What to work on:
Read the records beneath this task and copy every line that contains the string "tests".

Given data:

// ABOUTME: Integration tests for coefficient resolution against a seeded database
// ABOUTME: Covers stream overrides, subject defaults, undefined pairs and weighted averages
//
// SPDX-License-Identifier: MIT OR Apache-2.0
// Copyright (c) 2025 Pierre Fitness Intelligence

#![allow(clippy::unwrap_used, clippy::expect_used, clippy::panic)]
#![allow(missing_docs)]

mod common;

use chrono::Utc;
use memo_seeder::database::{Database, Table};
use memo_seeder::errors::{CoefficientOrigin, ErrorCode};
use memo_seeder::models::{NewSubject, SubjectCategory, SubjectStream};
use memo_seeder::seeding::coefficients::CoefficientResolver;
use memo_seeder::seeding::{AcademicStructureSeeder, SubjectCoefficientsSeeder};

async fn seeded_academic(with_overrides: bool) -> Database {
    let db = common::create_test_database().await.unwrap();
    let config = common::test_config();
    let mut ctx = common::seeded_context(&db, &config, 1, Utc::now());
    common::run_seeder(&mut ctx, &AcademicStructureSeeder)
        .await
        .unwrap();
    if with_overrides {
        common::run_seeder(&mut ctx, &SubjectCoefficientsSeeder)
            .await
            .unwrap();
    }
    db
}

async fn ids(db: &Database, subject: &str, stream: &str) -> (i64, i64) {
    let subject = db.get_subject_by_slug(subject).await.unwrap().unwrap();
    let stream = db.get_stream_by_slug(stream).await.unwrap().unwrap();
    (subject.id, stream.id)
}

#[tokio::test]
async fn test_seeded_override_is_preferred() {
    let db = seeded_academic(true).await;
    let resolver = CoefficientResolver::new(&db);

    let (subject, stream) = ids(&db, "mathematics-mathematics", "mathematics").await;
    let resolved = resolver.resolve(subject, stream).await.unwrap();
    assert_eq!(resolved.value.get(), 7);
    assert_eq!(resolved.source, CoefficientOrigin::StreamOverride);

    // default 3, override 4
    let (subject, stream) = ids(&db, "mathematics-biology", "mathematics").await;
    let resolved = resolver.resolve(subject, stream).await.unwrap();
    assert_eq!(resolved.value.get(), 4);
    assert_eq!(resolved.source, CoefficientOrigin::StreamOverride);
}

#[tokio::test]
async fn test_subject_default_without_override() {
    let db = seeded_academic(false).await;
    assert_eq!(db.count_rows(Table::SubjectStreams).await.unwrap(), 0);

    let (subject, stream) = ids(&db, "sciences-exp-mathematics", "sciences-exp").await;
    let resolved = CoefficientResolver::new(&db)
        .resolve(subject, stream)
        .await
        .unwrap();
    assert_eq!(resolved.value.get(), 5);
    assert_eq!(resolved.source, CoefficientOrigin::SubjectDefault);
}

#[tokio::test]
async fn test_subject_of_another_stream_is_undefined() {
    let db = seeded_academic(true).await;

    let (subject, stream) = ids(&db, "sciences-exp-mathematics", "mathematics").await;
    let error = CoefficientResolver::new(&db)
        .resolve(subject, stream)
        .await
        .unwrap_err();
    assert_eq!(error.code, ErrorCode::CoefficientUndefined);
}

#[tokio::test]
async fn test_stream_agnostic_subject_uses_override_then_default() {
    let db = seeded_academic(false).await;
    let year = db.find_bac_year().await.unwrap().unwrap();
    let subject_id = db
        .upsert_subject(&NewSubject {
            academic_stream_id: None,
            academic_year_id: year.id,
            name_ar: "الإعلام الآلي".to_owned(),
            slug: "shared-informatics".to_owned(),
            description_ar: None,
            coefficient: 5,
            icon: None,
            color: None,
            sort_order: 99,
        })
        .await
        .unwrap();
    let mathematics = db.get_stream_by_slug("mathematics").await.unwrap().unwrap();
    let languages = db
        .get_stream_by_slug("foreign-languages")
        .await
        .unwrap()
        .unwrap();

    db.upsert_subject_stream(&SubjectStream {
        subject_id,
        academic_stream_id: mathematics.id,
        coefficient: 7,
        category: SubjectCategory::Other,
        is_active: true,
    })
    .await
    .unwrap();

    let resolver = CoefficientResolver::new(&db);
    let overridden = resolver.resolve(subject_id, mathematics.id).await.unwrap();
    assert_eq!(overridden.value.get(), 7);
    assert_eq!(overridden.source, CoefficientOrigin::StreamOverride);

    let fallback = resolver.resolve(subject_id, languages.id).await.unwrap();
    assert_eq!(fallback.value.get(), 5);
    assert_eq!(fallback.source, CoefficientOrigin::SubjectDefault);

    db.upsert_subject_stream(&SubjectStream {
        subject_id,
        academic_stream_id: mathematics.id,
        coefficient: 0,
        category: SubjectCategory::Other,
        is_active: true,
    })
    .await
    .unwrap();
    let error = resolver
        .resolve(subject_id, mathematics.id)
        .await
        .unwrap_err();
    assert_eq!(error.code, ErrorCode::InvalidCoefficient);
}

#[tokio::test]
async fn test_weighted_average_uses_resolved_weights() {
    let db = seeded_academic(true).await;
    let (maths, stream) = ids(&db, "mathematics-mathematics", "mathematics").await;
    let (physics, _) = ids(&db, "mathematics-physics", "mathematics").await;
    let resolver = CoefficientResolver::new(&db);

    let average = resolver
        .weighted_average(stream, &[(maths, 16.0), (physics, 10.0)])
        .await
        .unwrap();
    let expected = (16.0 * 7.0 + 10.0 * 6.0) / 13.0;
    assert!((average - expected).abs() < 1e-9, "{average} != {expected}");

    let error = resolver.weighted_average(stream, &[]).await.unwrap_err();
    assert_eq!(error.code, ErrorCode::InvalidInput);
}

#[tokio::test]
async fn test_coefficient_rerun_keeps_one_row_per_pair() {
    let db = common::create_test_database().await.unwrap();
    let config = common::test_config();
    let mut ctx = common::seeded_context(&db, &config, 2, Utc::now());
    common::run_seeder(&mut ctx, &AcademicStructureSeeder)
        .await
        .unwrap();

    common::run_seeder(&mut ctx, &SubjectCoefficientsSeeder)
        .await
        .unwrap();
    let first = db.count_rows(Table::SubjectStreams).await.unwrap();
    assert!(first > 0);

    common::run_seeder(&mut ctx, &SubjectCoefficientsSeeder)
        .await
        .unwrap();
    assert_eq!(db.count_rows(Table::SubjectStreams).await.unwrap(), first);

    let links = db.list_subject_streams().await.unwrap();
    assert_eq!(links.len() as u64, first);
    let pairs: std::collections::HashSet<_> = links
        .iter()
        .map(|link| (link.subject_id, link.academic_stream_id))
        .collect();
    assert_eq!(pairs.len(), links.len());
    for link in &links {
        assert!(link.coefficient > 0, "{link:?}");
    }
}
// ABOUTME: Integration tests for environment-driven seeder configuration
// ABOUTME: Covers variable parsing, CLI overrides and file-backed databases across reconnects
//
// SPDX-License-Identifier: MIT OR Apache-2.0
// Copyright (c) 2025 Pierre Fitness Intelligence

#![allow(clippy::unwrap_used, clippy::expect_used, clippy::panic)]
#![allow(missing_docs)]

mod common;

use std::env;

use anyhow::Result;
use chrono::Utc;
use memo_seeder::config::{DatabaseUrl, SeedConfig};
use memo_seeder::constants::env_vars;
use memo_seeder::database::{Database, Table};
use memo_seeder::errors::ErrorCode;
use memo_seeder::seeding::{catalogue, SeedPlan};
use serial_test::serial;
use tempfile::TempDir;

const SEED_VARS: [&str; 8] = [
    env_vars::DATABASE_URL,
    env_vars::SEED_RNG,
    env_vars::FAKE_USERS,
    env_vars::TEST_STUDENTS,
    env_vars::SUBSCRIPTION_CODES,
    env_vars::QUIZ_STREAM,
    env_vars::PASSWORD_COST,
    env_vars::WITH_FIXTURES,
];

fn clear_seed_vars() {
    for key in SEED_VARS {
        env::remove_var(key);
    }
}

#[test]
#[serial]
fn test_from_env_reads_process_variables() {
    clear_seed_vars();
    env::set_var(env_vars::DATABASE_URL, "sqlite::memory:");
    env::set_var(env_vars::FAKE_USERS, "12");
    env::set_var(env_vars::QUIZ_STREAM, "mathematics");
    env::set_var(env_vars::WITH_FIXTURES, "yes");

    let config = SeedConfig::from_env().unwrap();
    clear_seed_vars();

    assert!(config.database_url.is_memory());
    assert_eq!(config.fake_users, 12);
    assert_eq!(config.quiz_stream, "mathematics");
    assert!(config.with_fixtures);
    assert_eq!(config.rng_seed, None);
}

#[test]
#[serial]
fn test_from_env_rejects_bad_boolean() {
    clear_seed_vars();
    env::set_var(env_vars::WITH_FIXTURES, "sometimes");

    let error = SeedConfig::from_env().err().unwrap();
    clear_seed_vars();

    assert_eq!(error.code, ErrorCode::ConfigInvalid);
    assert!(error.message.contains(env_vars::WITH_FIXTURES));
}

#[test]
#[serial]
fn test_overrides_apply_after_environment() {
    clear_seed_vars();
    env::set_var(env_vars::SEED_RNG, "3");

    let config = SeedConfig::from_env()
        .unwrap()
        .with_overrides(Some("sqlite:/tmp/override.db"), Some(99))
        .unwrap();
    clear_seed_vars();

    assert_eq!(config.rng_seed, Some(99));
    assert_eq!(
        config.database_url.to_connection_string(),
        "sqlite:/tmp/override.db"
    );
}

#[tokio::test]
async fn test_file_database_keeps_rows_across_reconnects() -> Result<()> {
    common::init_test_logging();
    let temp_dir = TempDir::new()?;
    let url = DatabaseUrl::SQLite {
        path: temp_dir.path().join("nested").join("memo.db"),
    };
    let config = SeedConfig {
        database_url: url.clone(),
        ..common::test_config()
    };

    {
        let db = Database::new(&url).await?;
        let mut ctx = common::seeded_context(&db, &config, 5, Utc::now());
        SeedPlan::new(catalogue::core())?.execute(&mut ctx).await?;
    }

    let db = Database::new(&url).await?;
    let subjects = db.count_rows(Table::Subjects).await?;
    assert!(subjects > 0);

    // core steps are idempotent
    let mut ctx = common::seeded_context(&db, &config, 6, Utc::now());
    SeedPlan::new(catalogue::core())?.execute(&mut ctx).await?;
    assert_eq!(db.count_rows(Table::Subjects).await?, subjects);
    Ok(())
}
...
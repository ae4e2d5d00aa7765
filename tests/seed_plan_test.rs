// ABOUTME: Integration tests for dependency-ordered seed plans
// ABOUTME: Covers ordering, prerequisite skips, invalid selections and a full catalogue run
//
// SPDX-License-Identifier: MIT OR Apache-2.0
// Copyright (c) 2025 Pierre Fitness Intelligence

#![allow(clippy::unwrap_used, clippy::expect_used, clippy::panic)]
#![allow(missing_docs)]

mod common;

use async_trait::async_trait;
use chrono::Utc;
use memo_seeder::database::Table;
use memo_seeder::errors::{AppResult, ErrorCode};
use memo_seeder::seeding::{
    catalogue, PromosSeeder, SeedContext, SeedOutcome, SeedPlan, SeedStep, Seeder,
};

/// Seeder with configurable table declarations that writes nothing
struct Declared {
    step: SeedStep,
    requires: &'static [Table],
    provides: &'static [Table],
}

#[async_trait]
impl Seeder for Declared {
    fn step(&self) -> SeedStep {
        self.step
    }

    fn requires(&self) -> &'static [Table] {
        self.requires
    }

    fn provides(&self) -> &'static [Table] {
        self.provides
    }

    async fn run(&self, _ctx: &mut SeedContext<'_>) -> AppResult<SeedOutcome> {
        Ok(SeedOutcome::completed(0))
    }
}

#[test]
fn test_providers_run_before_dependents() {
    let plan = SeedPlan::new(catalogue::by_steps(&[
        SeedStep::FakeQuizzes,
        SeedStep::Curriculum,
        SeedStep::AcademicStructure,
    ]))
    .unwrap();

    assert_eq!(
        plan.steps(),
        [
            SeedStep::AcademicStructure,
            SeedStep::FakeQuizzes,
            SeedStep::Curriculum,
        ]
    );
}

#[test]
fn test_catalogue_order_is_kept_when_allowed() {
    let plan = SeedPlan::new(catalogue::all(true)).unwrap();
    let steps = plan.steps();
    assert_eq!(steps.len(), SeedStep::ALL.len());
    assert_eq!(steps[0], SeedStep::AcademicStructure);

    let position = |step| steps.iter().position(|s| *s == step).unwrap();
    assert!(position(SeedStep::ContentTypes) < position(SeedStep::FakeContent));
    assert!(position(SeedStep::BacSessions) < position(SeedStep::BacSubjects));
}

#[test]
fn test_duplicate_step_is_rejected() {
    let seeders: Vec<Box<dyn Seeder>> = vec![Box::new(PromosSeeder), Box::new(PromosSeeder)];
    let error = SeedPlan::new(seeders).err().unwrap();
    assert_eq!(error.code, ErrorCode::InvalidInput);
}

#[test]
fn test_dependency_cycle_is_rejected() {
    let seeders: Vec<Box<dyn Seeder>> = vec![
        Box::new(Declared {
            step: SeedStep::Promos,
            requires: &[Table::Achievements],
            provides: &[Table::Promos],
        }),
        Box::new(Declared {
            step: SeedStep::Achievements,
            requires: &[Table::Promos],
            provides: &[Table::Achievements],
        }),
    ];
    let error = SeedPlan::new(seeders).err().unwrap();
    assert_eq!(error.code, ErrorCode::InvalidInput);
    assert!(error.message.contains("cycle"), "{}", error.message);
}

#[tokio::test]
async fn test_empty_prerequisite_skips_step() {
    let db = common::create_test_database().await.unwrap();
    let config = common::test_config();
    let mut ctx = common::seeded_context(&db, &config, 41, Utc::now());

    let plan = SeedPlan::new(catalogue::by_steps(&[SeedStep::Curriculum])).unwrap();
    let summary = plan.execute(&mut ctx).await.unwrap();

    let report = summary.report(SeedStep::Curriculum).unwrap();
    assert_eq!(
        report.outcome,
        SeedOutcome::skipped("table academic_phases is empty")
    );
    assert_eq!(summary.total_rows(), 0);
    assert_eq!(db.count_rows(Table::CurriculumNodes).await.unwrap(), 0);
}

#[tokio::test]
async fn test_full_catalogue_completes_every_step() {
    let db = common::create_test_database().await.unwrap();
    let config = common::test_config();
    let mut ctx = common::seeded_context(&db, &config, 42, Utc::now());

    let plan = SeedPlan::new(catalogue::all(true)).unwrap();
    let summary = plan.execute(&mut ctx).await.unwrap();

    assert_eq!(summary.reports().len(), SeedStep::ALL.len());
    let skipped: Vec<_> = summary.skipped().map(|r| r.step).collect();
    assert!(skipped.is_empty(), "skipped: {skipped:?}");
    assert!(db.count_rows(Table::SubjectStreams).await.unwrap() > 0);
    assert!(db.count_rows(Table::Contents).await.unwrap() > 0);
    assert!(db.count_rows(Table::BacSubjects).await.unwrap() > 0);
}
---
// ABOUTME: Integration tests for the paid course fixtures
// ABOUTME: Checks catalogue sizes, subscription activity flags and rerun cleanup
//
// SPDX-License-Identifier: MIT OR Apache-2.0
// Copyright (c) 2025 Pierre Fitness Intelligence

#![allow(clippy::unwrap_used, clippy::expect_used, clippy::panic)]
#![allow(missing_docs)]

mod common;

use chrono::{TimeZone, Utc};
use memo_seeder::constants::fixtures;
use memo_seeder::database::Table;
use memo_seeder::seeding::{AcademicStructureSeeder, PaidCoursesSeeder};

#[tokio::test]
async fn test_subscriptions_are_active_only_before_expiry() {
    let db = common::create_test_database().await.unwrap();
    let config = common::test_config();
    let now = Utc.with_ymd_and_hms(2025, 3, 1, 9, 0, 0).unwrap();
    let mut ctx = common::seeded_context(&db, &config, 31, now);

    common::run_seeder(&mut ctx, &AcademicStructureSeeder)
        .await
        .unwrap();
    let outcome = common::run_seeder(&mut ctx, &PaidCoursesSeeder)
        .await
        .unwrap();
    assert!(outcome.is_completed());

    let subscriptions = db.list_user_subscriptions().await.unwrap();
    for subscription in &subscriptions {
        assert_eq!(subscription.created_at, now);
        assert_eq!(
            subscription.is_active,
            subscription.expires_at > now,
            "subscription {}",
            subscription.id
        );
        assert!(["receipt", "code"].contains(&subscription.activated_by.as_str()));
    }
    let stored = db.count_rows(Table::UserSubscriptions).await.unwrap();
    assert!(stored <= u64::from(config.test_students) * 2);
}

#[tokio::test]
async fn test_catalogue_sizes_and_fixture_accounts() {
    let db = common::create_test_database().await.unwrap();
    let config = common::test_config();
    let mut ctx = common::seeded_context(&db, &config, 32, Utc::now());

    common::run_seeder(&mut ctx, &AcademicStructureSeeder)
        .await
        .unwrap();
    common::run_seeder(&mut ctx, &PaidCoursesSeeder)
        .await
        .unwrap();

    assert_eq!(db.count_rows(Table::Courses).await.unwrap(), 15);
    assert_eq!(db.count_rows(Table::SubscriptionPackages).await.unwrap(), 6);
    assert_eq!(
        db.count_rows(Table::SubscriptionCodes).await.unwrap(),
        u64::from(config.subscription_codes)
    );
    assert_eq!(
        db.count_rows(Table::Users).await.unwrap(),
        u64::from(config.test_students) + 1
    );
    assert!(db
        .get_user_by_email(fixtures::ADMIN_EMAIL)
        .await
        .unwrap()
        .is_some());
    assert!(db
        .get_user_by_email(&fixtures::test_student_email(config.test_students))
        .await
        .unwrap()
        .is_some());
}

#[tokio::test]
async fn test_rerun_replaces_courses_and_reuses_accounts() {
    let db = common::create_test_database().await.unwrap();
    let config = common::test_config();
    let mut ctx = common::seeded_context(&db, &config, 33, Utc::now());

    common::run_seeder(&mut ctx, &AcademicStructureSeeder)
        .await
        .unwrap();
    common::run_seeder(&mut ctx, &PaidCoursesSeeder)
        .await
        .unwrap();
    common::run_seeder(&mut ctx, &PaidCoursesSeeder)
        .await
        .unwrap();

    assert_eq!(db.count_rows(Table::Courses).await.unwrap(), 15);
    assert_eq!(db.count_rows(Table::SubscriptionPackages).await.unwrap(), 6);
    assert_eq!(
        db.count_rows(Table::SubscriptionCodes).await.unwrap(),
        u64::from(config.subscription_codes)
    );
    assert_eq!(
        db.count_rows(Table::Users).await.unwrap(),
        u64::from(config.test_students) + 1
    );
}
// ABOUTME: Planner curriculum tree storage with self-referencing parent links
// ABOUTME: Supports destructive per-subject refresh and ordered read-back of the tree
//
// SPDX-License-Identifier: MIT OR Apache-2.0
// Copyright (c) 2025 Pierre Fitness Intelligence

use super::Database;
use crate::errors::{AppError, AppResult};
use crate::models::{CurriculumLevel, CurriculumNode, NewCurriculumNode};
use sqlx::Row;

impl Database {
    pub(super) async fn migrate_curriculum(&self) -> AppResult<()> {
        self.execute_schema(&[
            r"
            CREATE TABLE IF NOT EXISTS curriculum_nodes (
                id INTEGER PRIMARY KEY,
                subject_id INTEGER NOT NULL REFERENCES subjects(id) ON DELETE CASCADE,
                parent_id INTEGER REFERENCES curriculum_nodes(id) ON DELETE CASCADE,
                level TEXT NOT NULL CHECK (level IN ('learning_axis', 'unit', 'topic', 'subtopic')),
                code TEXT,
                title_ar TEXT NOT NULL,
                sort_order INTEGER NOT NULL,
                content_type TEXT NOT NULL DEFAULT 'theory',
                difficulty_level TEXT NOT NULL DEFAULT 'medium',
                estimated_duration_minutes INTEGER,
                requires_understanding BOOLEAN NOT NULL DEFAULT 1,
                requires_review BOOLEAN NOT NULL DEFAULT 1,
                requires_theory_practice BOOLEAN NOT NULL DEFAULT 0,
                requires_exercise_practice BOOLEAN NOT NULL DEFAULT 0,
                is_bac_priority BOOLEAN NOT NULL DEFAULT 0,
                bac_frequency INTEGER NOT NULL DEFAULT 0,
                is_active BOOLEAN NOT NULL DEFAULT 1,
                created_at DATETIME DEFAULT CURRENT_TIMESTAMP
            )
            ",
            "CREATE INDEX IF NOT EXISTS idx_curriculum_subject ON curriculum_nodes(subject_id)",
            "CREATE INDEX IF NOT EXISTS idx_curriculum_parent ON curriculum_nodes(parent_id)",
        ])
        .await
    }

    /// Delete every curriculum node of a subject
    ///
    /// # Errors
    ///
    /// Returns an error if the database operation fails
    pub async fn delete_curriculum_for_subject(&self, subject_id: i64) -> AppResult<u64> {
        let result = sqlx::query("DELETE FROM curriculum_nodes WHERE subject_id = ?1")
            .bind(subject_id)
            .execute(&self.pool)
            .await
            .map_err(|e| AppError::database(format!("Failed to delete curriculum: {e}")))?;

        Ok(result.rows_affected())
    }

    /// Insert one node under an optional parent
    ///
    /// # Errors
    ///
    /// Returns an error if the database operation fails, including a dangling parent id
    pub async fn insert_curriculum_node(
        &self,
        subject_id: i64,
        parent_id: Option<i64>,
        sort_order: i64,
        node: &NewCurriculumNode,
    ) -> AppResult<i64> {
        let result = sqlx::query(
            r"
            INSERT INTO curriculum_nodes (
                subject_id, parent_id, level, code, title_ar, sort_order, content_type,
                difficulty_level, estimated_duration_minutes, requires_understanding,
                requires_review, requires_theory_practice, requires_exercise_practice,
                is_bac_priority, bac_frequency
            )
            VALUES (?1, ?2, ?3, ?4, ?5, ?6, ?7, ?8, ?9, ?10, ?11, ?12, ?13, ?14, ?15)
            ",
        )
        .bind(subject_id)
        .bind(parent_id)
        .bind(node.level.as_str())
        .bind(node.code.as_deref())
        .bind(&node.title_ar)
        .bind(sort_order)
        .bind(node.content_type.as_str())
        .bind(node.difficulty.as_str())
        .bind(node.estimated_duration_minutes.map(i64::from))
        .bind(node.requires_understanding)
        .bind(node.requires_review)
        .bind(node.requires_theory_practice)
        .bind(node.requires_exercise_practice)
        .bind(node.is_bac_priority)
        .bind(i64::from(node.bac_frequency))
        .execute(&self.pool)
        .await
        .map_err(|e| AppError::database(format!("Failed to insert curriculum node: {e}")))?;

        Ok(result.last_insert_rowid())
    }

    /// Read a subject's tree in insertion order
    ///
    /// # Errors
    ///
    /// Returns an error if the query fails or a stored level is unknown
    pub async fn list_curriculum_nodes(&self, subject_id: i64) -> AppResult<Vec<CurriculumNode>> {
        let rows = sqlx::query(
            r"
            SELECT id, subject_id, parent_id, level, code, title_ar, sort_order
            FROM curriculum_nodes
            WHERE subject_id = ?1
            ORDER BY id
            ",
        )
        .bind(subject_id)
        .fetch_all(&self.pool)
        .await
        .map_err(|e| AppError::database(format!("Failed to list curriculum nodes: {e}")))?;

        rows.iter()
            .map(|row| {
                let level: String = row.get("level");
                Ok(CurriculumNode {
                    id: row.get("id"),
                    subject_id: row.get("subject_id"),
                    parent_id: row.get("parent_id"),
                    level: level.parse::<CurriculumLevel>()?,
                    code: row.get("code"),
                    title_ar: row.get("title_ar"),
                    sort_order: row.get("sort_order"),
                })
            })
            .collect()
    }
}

Answer section:
// ABOUTME: Integration tests for coefficient resolution against a seeded database
// ABOUTME: Integration tests for environment-driven seeder configuration
filename tests/seed_plan_test.rs
// ABOUTME: Integration tests for dependency-ordered seed plans
// ABOUTME: Integration tests for the paid course fixtures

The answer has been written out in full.